Y’s placement at School 2

  1. The Council has acknowledged it was at fault for advising Ms X that she could only name a mainstream setting as parental preference. This has caused an injustice to Ms X because at the time she was considering whether a specialist placement was more appropriate for Y. It has caused Ms X frustration and avoidable distress due to the lost opportunity to name a setting she felt could meet Y’s needs best.
  2. Miss X is unhappy with the Council’s decision to name School 2, a mainstream secondary school, in Section I of Y’s EHC Plan. This decision is appealable to the SEND Tribunal. It is reasonable for Ms X to use her right of appeal if she wishes to challenge the named placement in Y’s EHC Plan.
  3. After Y was excluded for five days, School 2 offered a part-time timetable to reintegrate him back to school. Ms X declined this. This is of no fault by the Council. It is Ms X’s decision. I acknowledge Ms X is frustrated that Y has had limited access to education before his placement at School 2 began and she is frustrated by events that led to his exclusion, but I cannot criticise the school or Council for offering Y the option to gradually build up his attendance at School 2.
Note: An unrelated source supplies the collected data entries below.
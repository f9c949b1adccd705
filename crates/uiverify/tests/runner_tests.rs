//! End-to-end runner behaviour against a scripted in-memory session.

#![allow(clippy::expect_used, clippy::unwrap_used)]

use async_trait::async_trait;
use serde_json::json;
use std::collections::HashMap;
use std::path::Path;
use std::sync::{Arc, Mutex};
use std::time::{Duration, Instant};
use tempfile::TempDir;
use uiverify::{
    ElementState, FailureKind, Fixture, RunConfig, RunPhase, RunStatus, Selector, Session,
    SessionLauncher, Step, VerificationRunner, VerifyError, VerifyResult,
};

const PNG_MAGIC: &[u8] = &[0x89, b'P', b'N', b'G', 0x0d, 0x0a, 0x1a, 0x0a];

// ============================================================================
// Scripted session
// ============================================================================

/// What the fake page does
#[derive(Debug, Default, Clone)]
struct Script {
    /// States returned by successive queries of a selector; the last repeats
    states: HashMap<String, Vec<ElementState>>,
    /// Page hangs this long before answering a state query
    state_delay: Option<Duration>,
    /// Page hangs this long before a click lands
    click_delay: Option<Duration>,
    /// Console lines the page has printed
    console: Vec<String>,
    /// The stored value reads back different from what was written
    seed_mismatch: bool,
    fail_launch: bool,
    fail_goto: bool,
    fail_evaluate: bool,
    fail_click: bool,
    fail_screenshot: bool,
}

impl Script {
    fn with_state(mut self, selector: &str, states: &[ElementState]) -> Self {
        let key = Selector::parse(selector).unwrap().to_string();
        self.states.insert(key, states.to_vec());
        self
    }
}

/// What the fake page saw
#[derive(Debug, Default)]
struct Log {
    launches: u32,
    closes: u32,
    calls: Vec<String>,
    scripts: Vec<String>,
    queries: HashMap<String, usize>,
}

#[derive(Debug, Clone)]
struct FakeLauncher {
    script: Arc<Script>,
    log: Arc<Mutex<Log>>,
}

impl FakeLauncher {
    fn new(script: Script) -> Self {
        Self {
            script: Arc::new(script),
            log: Arc::new(Mutex::new(Log::default())),
        }
    }

    fn calls(&self) -> Vec<String> {
        self.log.lock().unwrap().calls.clone()
    }

    fn scripts(&self) -> Vec<String> {
        self.log.lock().unwrap().scripts.clone()
    }

    fn closes(&self) -> u32 {
        self.log.lock().unwrap().closes
    }

    fn launches(&self) -> u32 {
        self.log.lock().unwrap().launches
    }
}

#[async_trait]
impl SessionLauncher for FakeLauncher {
    type Session = FakeSession;

    async fn launch(&self, _config: &RunConfig) -> VerifyResult<FakeSession> {
        self.log.lock().unwrap().launches += 1;
        if self.script.fail_launch {
            return Err(VerifyError::session("chromium not found"));
        }
        Ok(FakeSession {
            script: Arc::clone(&self.script),
            log: Arc::clone(&self.log),
        })
    }
}

#[derive(Debug)]
struct FakeSession {
    script: Arc<Script>,
    log: Arc<Mutex<Log>>,
}

impl FakeSession {
    fn record(&self, call: impl Into<String>) {
        self.log.lock().unwrap().calls.push(call.into());
    }
}

#[async_trait]
impl Session for FakeSession {
    async fn goto(&mut self, url: &str) -> VerifyResult<()> {
        self.record(format!("goto {url}"));
        if self.script.fail_goto {
            return Err(VerifyError::browser("net::ERR_CONNECTION_REFUSED"));
        }
        Ok(())
    }

    async fn reload(&mut self) -> VerifyResult<()> {
        self.record("reload");
        Ok(())
    }

    async fn evaluate(&mut self, script: &str) -> VerifyResult<serde_json::Value> {
        self.record("evaluate");
        self.log.lock().unwrap().scripts.push(script.to_string());
        if self.script.fail_evaluate {
            return Err(VerifyError::browser("QuotaExceededError"));
        }
        if script.contains("localStorage.setItem") {
            return Ok(json!(!self.script.seed_mismatch));
        }
        Ok(json!(script.len()))
    }

    async fn element_state(&mut self, selector: &Selector) -> VerifyResult<ElementState> {
        if let Some(delay) = self.script.state_delay {
            tokio::time::sleep(delay).await;
        }
        let key = selector.to_string();
        let mut log = self.log.lock().unwrap();
        let seen = log.queries.entry(key.clone()).or_insert(0);
        let state = match self.script.states.get(&key) {
            Some(states) if !states.is_empty() => states[(*seen).min(states.len() - 1)],
            _ => ElementState::Missing,
        };
        *seen += 1;
        Ok(state)
    }

    async fn click(&mut self, selector: &Selector) -> VerifyResult<()> {
        if let Some(delay) = self.script.click_delay {
            tokio::time::sleep(delay).await;
        }
        self.record(format!("click {selector}"));
        if self.script.fail_click {
            return Err(VerifyError::browser("node is detached"));
        }
        Ok(())
    }

    async fn screenshot(&mut self) -> VerifyResult<Vec<u8>> {
        self.record("screenshot");
        if self.script.fail_screenshot {
            return Err(VerifyError::browser("target crashed"));
        }
        Ok(PNG_MAGIC.to_vec())
    }

    async fn element_screenshot(&mut self, selector: &Selector) -> VerifyResult<Vec<u8>> {
        self.record(format!("element_screenshot {selector}"));
        if self.script.fail_screenshot {
            return Err(VerifyError::browser("target crashed"));
        }
        Ok(PNG_MAGIC.to_vec())
    }

    fn recent_console(&self) -> Vec<String> {
        self.script.console.clone()
    }

    async fn close(self) -> VerifyResult<()> {
        self.record("close");
        self.log.lock().unwrap().closes += 1;
        Ok(())
    }
}

// ============================================================================
// Helpers
// ============================================================================

fn config(dir: &Path, scenario: &str) -> RunConfig {
    RunConfig::new("http://localhost:5173")
        .with_screenshot_dir(dir)
        .with_scenario_name(scenario)
        .with_poll_interval(1)
}

fn wallet_fixture() -> Fixture {
    Fixture::new(json!({
        "wallets": [
            {"id": "w1", "name": "Main Bank", "type": "BANK", "balance": 5000, "color": "#10B981"}
        ],
        "transactions": [],
        "commitments": []
    }))
}

fn files_in(dir: &Path) -> Vec<String> {
    if !dir.exists() {
        return Vec::new();
    }
    let mut names: Vec<String> = std::fs::read_dir(dir)
        .unwrap()
        .map(|e| e.unwrap().file_name().to_string_lossy().into_owned())
        .collect();
    names.sort();
    names
}

// ============================================================================
// Success paths
// ============================================================================

#[tokio::test]
async fn test_empty_scenario_succeeds_without_artifacts() {
    let dir = TempDir::new().unwrap();
    let launcher = FakeLauncher::new(Script::default());
    let runner = VerificationRunner::new(launcher.clone());

    let report = runner
        .run(None, &[], &config(dir.path(), "empty"))
        .await
        .unwrap();

    assert_eq!(report.status, RunStatus::Success);
    assert!(report.artifacts.is_empty());
    assert!(report.failure.is_none());
    assert_eq!(report.steps_completed, 0);
    assert_eq!(
        report.phases,
        vec![
            RunPhase::NotStarted,
            RunPhase::SessionAcquired,
            RunPhase::Success,
            RunPhase::Closed
        ]
    );
    assert_eq!(launcher.closes(), 1);
    assert!(files_in(dir.path()).is_empty());
}

#[tokio::test]
async fn test_seeded_home_view_is_captured() {
    let dir = TempDir::new().unwrap();
    let launcher = FakeLauncher::new(
        Script::default().with_state("wallets-heading", &[ElementState::Visible]),
    );
    let runner = VerificationRunner::new(launcher.clone());
    let steps = vec![
        Step::assert_visible(Selector::test_id("wallets-heading")),
        Step::capture(),
    ];

    let report = runner
        .run(Some(&wallet_fixture()), &steps, &config(dir.path(), "home"))
        .await
        .unwrap();

    assert!(report.is_success());
    assert_eq!(report.steps_completed, 2);
    assert_eq!(report.artifacts, vec![dir.path().join("home-01-capture.png")]);
    assert_eq!(std::fs::read(&report.artifacts[0]).unwrap(), PNG_MAGIC);

    let calls = launcher.calls();
    assert_eq!(
        &calls[..3],
        &["goto http://localhost:5173", "evaluate", "reload"]
    );
    assert_eq!(calls.last().map(String::as_str), Some("close"));

    let seed = &launcher.scripts()[0];
    assert!(seed.contains("moneyfest_lite_v2"));
    assert!(seed.contains("Main Bank"));
    assert!(seed.contains("localStorage.clear()"));
    assert!(report.phases.contains(&RunPhase::Seeded));
}
//! Step targets and the DOM queries used to resolve them.
//!
//! Targets are written as plain strings in scenario files:
//!
//! - `commitments-button` or `testid=commitments-button` (also `data-testid=`)
//!   matches `[data-testid="commitments-button"]`
//! - `css=button.primary` is passed through as a CSS selector
//! - `text=Main Bank` matches the deepest element whose text contains the value
//!
//! A bare string is a test id, because stable `data-testid` attributes are the
//! contract with the application under test.

use serde::{Deserialize, Serialize};
use std::fmt;
use std::str::FromStr;

use crate::result::{VerifyError, VerifyResult};

/// Selector type for locating elements
#[derive(Debug, Clone, PartialEq, Eq, Hash, Serialize, Deserialize)]
#[serde(try_from = "String", into = "String")]
pub enum Selector {
    /// Test ID selector (data-testid attribute)
    TestId(String),
    /// CSS selector (e.g., "button.primary")
    Css(String),
    /// Text content selector
    Text(String),
}

impl Selector {
    /// Create a test ID selector
    #[must_use]
    pub fn test_id(id: impl Into<String>) -> Self {
        Self::TestId(id.into())
    }

    /// Create a CSS selector
    #[must_use]
    pub fn css(selector: impl Into<String>) -> Self {
        Self::Css(selector.into())
    }

    /// Create a text selector
    #[must_use]
    pub fn text(text: impl Into<String>) -> Self {
        Self::Text(text.into())
    }

    /// Parse the scenario-file notation
    pub fn parse(raw: &str) -> VerifyResult<Self> {
        let raw = raw.trim();
        let (prefix, value) = match raw.split_once('=') {
            Some((p @ ("testid" | "data-testid" | "css" | "text"), v)) => (p, v),
            _ => ("testid", raw),
        };
        let value = value.trim();
        if value.is_empty() {
            return Err(VerifyError::scenario(format!("empty selector: {raw:?}")));
        }
        Ok(match prefix {
            "css" => Self::Css(value.to_string()),
            "text" => Self::Text(value.to_string()),
            _ => Self::TestId(value.to_string()),
        })
    }

    /// CSS form of the selector, when one exists
    #[must_use]
    pub fn as_css(&self) -> Option<String> {
        match self {
            Self::TestId(id) => Some(format!(
                "[data-testid=\"{}\"]",
                id.replace('\\', "\\\\").replace('"', "\\\"")
            )),
            Self::Css(css) => Some(css.clone()),
            Self::Text(_) => None,
        }
    }

    /// JavaScript expression evaluating to the matched element or `null`
    #[must_use]
    pub fn to_query(&self) -> String {
        match self {
            Self::Text(t) => {
                let t = js_string(t);
                format!(
                    "Array.from(document.querySelectorAll('body *')).find(el => \
                     el.textContent.includes({t}) && \
                     !Array.from(el.children).some(c => c.textContent.includes({t}))) || null"
                )
            }
            Self::TestId(_) | Self::Css(_) => {
                let css = self.as_css().unwrap_or_default();
                format!("document.querySelector({})", js_string(&css))
            }
        }
    }

    /// Script returning `"missing"`, `"hidden"` or `"visible"` for the target
    #[must_use]
    pub fn state_script(&self) -> String {
        format!(
            "(() => {{ const el = {}; \
             if (!el) return 'missing'; \
             const s = window.getComputedStyle(el); \
             const r = el.getBoundingClientRect(); \
             const shown = s.display !== 'none' && s.visibility !== 'hidden' \
             && parseFloat(s.opacity || '1') > 0 && r.width > 0 && r.height > 0; \
             return shown ? 'visible' : 'hidden'; }})()",
            self.to_query()
        )
    }

    /// Script that scrolls the target into view and clicks it; evaluates to
    /// `false` when nothing matched
    #[must_use]
    pub fn click_script(&self) -> String {
        format!(
            "(() => {{ const el = {}; \
             if (!el) return false; \
             el.scrollIntoView({{ block: 'center', inline: 'center' }}); \
             el.click(); return true; }})()",
            self.to_query()
        )
    }

    /// Script that sets `attribute` on the target, clearing it from any other
    /// element first; evaluates to `false` when nothing matched
    #[must_use]
    pub fn mark_script(&self, attribute: &str) -> String {
        let attr = js_string(attribute);
        format!(
            "(() => {{ document.querySelectorAll('[' + {attr} + ']')\
             .forEach(e => e.removeAttribute({attr})); \
             const el = {}; \
             if (!el) return false; \
             el.setAttribute({attr}, ''); return true; }})()",
            self.to_query()
        )
    }
}

impl fmt::Display for Selector {
    fn fmt(&self, f: &mut fmt::Formatter<'_>) -> fmt::Result {
        match self {
            Self::TestId(id) => write!(f, "testid={id}"),
            Self::Css(css) => write!(f, "css={css}"),
            Self::Text(t) => write!(f, "text={t}"),
        }
    }
}

impl FromStr for Selector {
    type Err = VerifyError;

    fn from_str(s: &str) -> Result<Self, Self::Err> {
        Self::parse(s)
    }
}

impl TryFrom<String> for Selector {
    type Error = VerifyError;

    fn try_from(value: String) -> Result<Self, Self::Error> {
        Self::parse(&value)
    }
}

impl From<Selector> for String {
    fn from(selector: Selector) -> Self {
        selector.to_string()
    }
}

/// Quote a value as a JavaScript string literal
pub(crate) fn js_string(value: &str) -> String {
    // JSON string literals are valid JS string literals
    serde_json::Value::String(value.to_string()).to_string()
}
Alternative provision for Y

  1. It is evident the Council has accepted a section 19 duty for Y. The evidence shows on the same day of the emergency annual review meeting the Council began making arrangements for alternative provision. The alternative provision began in October 2023 with three sessions in the first week and this then increased to five sessions a week of 14 hours of alternative provision consisting of one-to-one support with maths, english, sport activities and mentoring.
  2. Although Ms X initially refused to accept School 2’s offer to return gradually, I understand Y began attending again in Spring 2024, two hours a week, with the support of two members of staff. This runs alongside the alternative provision referenced above.
  3. There is no evidence of fault by the Council regarding alternative provision. The Council’s duty is to make suitable arrangements and I cannot say it has failed to discharge this duty.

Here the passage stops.